In a single species population model, Verhulst [43] modified Malthus’s model [17] in a more natural setup. Lotka–Volterra (LV) predator–prey model was the first interacting species model [16], [44], and after the development of this model, many researchers have modified and extended it by considering various types of functional responses. Among the significant components of predator–prey modeling, functional response is a key element representing the predator consumption rate of the prey species (usually modeled as proportional to the rate of feeding). Functional responses are formulated by considering many ecological factors such as the density of prey species, the efficiency with which predators can search out and kill the prey, the time required for handling the captured prey, and competition among predators. Commonly used functional responses are (i) Lotka–Volterra type, which is linearly increasing, (ii) Holling type-II, which is concave increasing, (iii) Holling type-III, which is sigmoid increasing, and (iv) Holling type-IV, which is nonmonotonic. Among them, Holling type-II functional response has received the lion’s share of attention. Many authors experimentally inspected and provided a conceptual understanding of the applicability of Holling type-II response in predator–prey interactions [8], [22]. On the other hand, several researchers theoretically explored the dynamics of various predator–prey systems with Holling type-II functional response [3], [10], [11].

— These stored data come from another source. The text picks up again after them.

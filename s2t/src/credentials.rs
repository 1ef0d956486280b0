//! Credential resolution and the ephemeral on-disk config document.
//!
//! The external tool reads `config.yml` from its working directory. That
//! file contains secrets in clear text, so it is written into a fresh
//! temporary directory immediately before each run and deleted as soon as
//! the child exits, whatever the outcome. The directory is never reused
//! across runs.

use std::fs;
use std::path::{Path, PathBuf};

use anyhow::{Context, Result, bail};
use tempfile::TempDir;
use tracing::{debug, warn};

use crate::secrets::{SPOTIFY_CLIENT_SECRET, SecretStore, TIDAL_PASSWORD};
use crate::settings::{DEFAULT_REDIRECT_URI, Settings};

/// File name the external tool expects in its working directory.
pub const CONFIG_FILE_NAME: &str = "config.yml";

/// Clear-text secret values supplied directly by the caller, taking
/// precedence over the secret store.
#[derive(Debug, Clone, Default)]
pub struct CredentialOverrides {
    pub client_secret: Option<String>,
    pub tidal_password: Option<String>,
}

/// Fully resolved credential set for one run.
///
/// Holds secrets in memory only; the sole durable form is the ephemeral
/// config document, which lives exactly as long as the child process.
#[derive(Debug, Clone, PartialEq, Eq)]
pub struct Credentials {
    pub client_id: String,
    pub client_secret: String,
    pub spotify_username: String,
    pub redirect_uri: String,
    pub tidal_username: String,
    pub tidal_password: String,
}

impl Credentials {
    /// Merge settings, caller overrides, and secret-store fallbacks into a
    /// complete credential set.
    ///
    /// Any missing required value is a validation error naming the field,
    /// surfaced before anything is spawned or written to disk. Error
    /// messages name fields only, never values.
    pub fn resolve(
        settings: &Settings,
        store: &dyn SecretStore,
        overrides: &CredentialOverrides,
    ) -> Result<Self> {
        let client_id = required(&settings.spotify_client_id, "Spotify client id")?;
        let spotify_username = required(&settings.spotify_username, "Spotify username")?;
        let tidal_username = required(&settings.tidal_username, "TIDAL username")?;

        let client_secret = secret(
            overrides.client_secret.as_deref(),
            store,
            SPOTIFY_CLIENT_SECRET,
            "Spotify client secret",
        )?;
        let tidal_password = secret(
            overrides.tidal_password.as_deref(),
            store,
            TIDAL_PASSWORD,
            "TIDAL password",
        )?;

        let redirect_uri = settings.spotify_redirect_uri.trim();
        let redirect_uri = if redirect_uri.is_empty() {
            DEFAULT_REDIRECT_URI.to_string()
        } else {
            redirect_uri.to_string()
        };

        Ok(Self {
            client_id,
            client_secret,
            spotify_username,
            redirect_uri,
            tidal_username,
            tidal_password,
        })
    }
}

fn required(value: &str, field: &str) -> Result<String> {
    let value = value.trim();
    if value.is_empty() {
        bail!("{field} is required");
    }
    Ok(value.to_string())
}

fn secret(
    override_value: Option<&str>,
    store: &dyn SecretStore,
    name: &str,
    field: &str,
) -> Result<String> {
    if let Some(value) = override_value {
        let value = value.trim();
        if !value.is_empty() {
            return Ok(value.to_string());
        }
    }
    match store.get(name) {
        Some(value) if !value.is_empty() => Ok(value),
        _ => bail!("{field} is required (not found in the secret store)"),
    }
}

/// Temporary directory holding exactly one `config.yml` for one run.
///
/// The coordinator takes ownership for the duration of the run and closes
/// it once the child has exited. Drop is the backstop: even on a panic the
/// directory is removed.
#[derive(Debug)]
pub struct EphemeralConfig {
    dir: TempDir,
}

impl EphemeralConfig {
    /// Directory to use as the child's working directory.
    pub fn path(&self) -> &Path {
        self.dir.path()
    }

    /// Path of the config document inside the directory.
    pub fn config_path(&self) -> PathBuf {
        self.dir.path().join(CONFIG_FILE_NAME)
    }

    /// Delete the directory and everything in it.
    ///
    /// Failure to delete is reported as a warning only; it never escalates
    /// past the current run.
    pub fn close(self) {
        let path = self.dir.path().to_path_buf();
        if let Err(err) = self.dir.close() {
            warn!(path = %path.display(), err = %err, "could not remove ephemeral config dir");
        } else {
            debug!(path = %path.display(), "ephemeral config dir removed");
        }
    }
}

/// Serialize the credential set into a fresh temporary directory.
///
/// Each run gets its own directory so a previous run's deleted-but-cached
/// secrets can never leak into the next one. Document format matches what
/// the external tool parses: two top-level sections with two-space-indented
/// key-value lines.
pub fn write_ephemeral_config(credentials: &Credentials) -> Result<EphemeralConfig> {
    let dir = tempfile::Builder::new()
        .prefix("s2t-")
        .tempdir()
        .context("create ephemeral config dir")?;

    let content = [
        "spotify:".to_string(),
        format!("  client_id: {}", credentials.client_id),
        format!("  client_secret: {}", credentials.client_secret),
        format!("  username: {}", credentials.spotify_username),
        format!("  redirect_uri: {}", credentials.redirect_uri),
        String::new(),
        "tidal:".to_string(),
        format!("  username: {}", credentials.tidal_username),
        format!("  password: {}", credentials.tidal_password),
        String::new(),
    ]
    .join("\n");

    let config_path = dir.path().join(CONFIG_FILE_NAME);
    fs::write(&config_path, content)
        .with_context(|| format!("write {}", config_path.display()))?;
    debug!(path = %dir.path().display(), "ephemeral config written");

    Ok(EphemeralConfig { dir })
}

#[cfg(test)]
mod tests {
    use super::*;
    use crate::test_support::{MemoryStore, test_settings};

    fn full_store() -> MemoryStore {
        let store = MemoryStore::new();
        store.set(SPOTIFY_CLIENT_SECRET, "stored-secret");
        store.set(TIDAL_PASSWORD, "stored-password");
        store
    }

    #[test]
    fn resolve_pulls_secrets_from_store() {
        let credentials = Credentials::resolve(
            &test_settings(),
            &full_store(),
            &CredentialOverrides::default(),
        )
        .expect("resolve");
        assert_eq!(credentials.client_secret, "stored-secret");
        assert_eq!(credentials.tidal_password, "stored-password");
        assert_eq!(credentials.redirect_uri, DEFAULT_REDIRECT_URI);
    }

    #[test]
    fn overrides_take_precedence_over_store() {
        let overrides = CredentialOverrides {
            client_secret: Some("field-secret".to_string()),
            tidal_password: None,
        };
        let credentials =
            Credentials::resolve(&test_settings(), &full_store(), &overrides).expect("resolve");
        assert_eq!(credentials.client_secret, "field-secret");
        assert_eq!(credentials.tidal_password, "stored-password");
    }

    /// Secret store unavailable and no override supplied: validation fails
    /// before anything is spawned or written.
    #[test]
    fn unavailable_store_without_override_fails_validation() {
        let err = Credentials::resolve(
            &test_settings(),
            &MemoryStore::unavailable(),
            &CredentialOverrides::default(),
        )
        .unwrap_err();
        assert!(err.to_string().contains("Spotify client secret"));
    }

    #[test]
    fn missing_settings_field_fails_validation() {
        let mut settings = test_settings();
        settings.tidal_username = String::new();
        let err = Credentials::resolve(
            &settings,
            &full_store(),
            &CredentialOverrides::default(),
        )
        .unwrap_err();
        assert!(err.to_string().contains("TIDAL username"));
    }

    #[test]
    fn config_document_has_both_sections() {
        let credentials = Credentials::resolve(
            &test_settings(),
            &full_store(),
            &CredentialOverrides::default(),
        )
        .expect("resolve");
        let config = write_ephemeral_config(&credentials).expect("write");
        let contents = fs::read_to_string(config.config_path()).expect("read");
        let expected = "spotify:\n  client_id: client-123\n  client_secret: stored-secret\n  username: alice\n  redirect_uri: http://127.0.0.1:8888/callback\n\ntidal:\n  username: alice@example.com\n  password: stored-password\n";
        assert_eq!(contents, expected);
        config.close();
    }

    #[test]
    fn close_removes_directory() {
        let credentials = Credentials::resolve(
            &test_settings(),
            &full_store(),
            &CredentialOverrides::default(),
        )
        .expect("resolve");
        let config = write_ephemeral_config(&credentials).expect("write");
        let path = config.path().to_path_buf();
        assert!(path.join(CONFIG_FILE_NAME).exists());
        config.close();
        assert!(!path.exists());
    }

    /// Two runs must never share a directory.
    #[test]
    fn each_run_gets_a_fresh_directory() {
        let credentials = Credentials::resolve(
            &test_settings(),
            &full_store(),
            &CredentialOverrides::default(),
        )
        .expect("resolve");
        let first = write_ephemeral_config(&credentials).expect("write");
        let second = write_ephemeral_config(&credentials).expect("write");
        assert_ne!(first.path(), second.path());
        first.close();
        second.close();
    }
}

In population ecology, many studies have been carried out to explore chaos through interactive models in different contexts [10], [24], [25]. Hastings and Powell [10] studied a three-species food chain model in a continuous-time setup. They considered logistic growth in the prey population and Holling type-II functional response for the predator–prey interaction. This work is renowned for being the first food chain model exhibiting chaotic dynamics. After this pioneering work of Hastings and Powell [10], exploring chaos in ecological systems has received substantial attention. However, in the real world population chaos is rare. A possible explanation for such would be the presence of several ecological factors, which make the system dynamics regular and thus unable to exhibit chaos. To date, several ecological phenomena have been documented to have the ability to control chaos in three-species food chain models. Some of those ecological phenomena are: refuge [7], toxic inhibition [2], disease in prey [4], additional food [34], predator switching [26], migration [27], [28], and fear effect [29].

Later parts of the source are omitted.